Um dos maiores problemas enfrentados pela ciência de dados no monitoramento do novo coronavírus são os dados mal coletados e restritos, afirma Domingos Alves, professor da Faculdade de Medicina de Ribeirão Preto (FMRP) da USP e coordenador do Laboratório de Inteligência em Saúde (LIS) que acompanha a evolução da pandemia em Estados e municípios do País. Para ele, “casos sem sintomas ou com sintomas leves são a chama que mantém a epidemia”, já que não são testados e os infectados não fazem um isolamento restrito.
Os boletins oficiais divulgados diariamente sobre o número de infectados não refletem a realidade da pandemia no Brasil, pois se baseiam nas internações; só nesses casos é que são feitos os testes para detecção do vírus, alerta o professor. Enquanto os registros oficiais mostravam pouco mais de 165 mil infectados no dia 11 de maio, por exemplo, as projeções dos pesquisadores de Ribeirão Preto chegavam a 2,3 milhões.
Mesmo projetando o País como novo epicentro da pandemia, Alves diz que essas estimativas são feitas sempre para baixo, pois a metodologia empregada utiliza o número de mortes pela doença e não o de infectados. E até esse indicador, feito através dos óbitos, também não reflete a realidade, argumenta, já que ele é igualmente subnotificado. O fato é considerado grave pelos pesquisadores, pois as ações de planejamento e as políticas públicas para controle da pandemia dependem de dados reais.
Como exemplo, Domingos Alves cita a diferença entre os números utilizados pelo seu grupo e os levantados pela Universidade Federal de Pelotas, estimando a infecção para o Estado do Rio Grande do Sul.
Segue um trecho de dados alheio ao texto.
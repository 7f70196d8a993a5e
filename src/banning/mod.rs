//! Adaptive client banning.
//!
//! # Data Flow
//! ```text
//! request ──▶ BanningModule ──▶ BanningRegistry::get_or_create(route_id)
//!                                       │
//!                                       ▼
//!                              BanningConfiguration (client -> offense state)
//!                                       ▲
//! PurgeScheduler (every interval) ──────┘ purge expired entries
//! ```

pub mod configuration;
pub mod module;
pub mod registry;

pub use configuration::{BanInfo, BanningConfiguration, Verdict};
pub use module::BanningModule;
pub use registry::BanningRegistry;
Os pesquisadores gaúchos encontraram, para um mesmo período de tempo, sete vezes mais casos naquele Estado do que os boletins oficiais notificaram. “Eles apontavam o número de infectados em torno de 5,7 mil pessoas, e nós, em torno de 5 mil”, diz.
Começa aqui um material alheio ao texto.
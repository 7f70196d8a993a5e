//! Admin API: module and banning administration over HTTP.

pub mod auth;
pub mod handlers;

use std::sync::Arc;
use std::time::Instant;

use axum::routing::get;
use axum::{middleware, Router};

use crate::banning::BanningRegistry;
use crate::pipeline::ModuleRegistry;
use crate::session::LocalSessionManager;

use self::auth::admin_auth_middleware;
use self::handlers::*;

/// Shared state of the admin handlers.
#[derive(Clone)]
pub struct AdminState {
    pub registry: Arc<ModuleRegistry>,
    pub banning: Arc<BanningRegistry>,
    pub sessions: Option<Arc<LocalSessionManager>>,
    api_key: Arc<str>,
    started_at: Instant,
}

impl AdminState {
    pub fn new(
        registry: Arc<ModuleRegistry>,
        banning: Arc<BanningRegistry>,
        sessions: Option<Arc<LocalSessionManager>>,
        api_key: impl Into<Arc<str>>,
    ) -> Self {
        Self {
            registry,
            banning,
            sessions,
            api_key: api_key.into(),
            started_at: Instant::now(),
        }
    }

    pub fn api_key(&self) -> &str {
        &self.api_key
    }

    pub fn uptime_secs(&self) -> u64 {
        self.started_at.elapsed().as_secs()
    }
}

pub fn setup_admin_router(state: AdminState) -> Router {
    Router::new()
        .route("/admin/status", get(get_status))
        .route("/admin/modules", get(get_modules))
        .route("/admin/banning", get(get_banning_routes))
        .route(
            "/admin/banning/{route}",
            get(get_banning_route).delete(delete_banning_route),
        )
        .route("/admin/banning/{route}/{client}", axum::routing::delete(delete_ban))
        .layer(middleware::from_fn_with_state(state.clone(), admin_auth_middleware))
        .with_state(state)
}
Usando essa metodologia, o professor afirma que não dá para fazer projeções para um futuro mais distante, mas é possível afirmar que os números devem dobrar em uma semana. “Até onde sabemos, tanto no Brasil como no Estado de São Paulo, o número de casos ainda está crescendo num comportamento exponencial. Ou seja, nós não conseguimos ver o pico da epidemia ainda. Então, supondo que o crescimento é exponencial, tanto no Brasil quanto no Estado de São Paulo, esses números devem dobrar num prazo de até uma semana.” Alves acredita que o afrouxamento das medidas de restrição e mobilidade devem piorar a situação desses números. Para o professor, os municípios devem antes apresentar evidências de que a epidemia está sob controle. “O número de casos tem que começar a diminuir de maneira sustentável; ou seja, o número de casos caindo em qualquer proporção, num prazo de duas a três semanas, seria uma evidência de que as medidas de contenção poderiam começar a ser relaxadas, mantendo ainda um distanciamento social importante e observando se o número de casos não vai crescer de novo.”
Segundo Alves, os municípios de Campos do Jordão e São Sebastião, no Estado de São Paulo, são exemplos de locais que estão monitorando corretamente a pandemia. São Sebastião está testando a população e, ao encontrar casos suspeitas ou confirmados, as pessoas são colocadas em isolamento.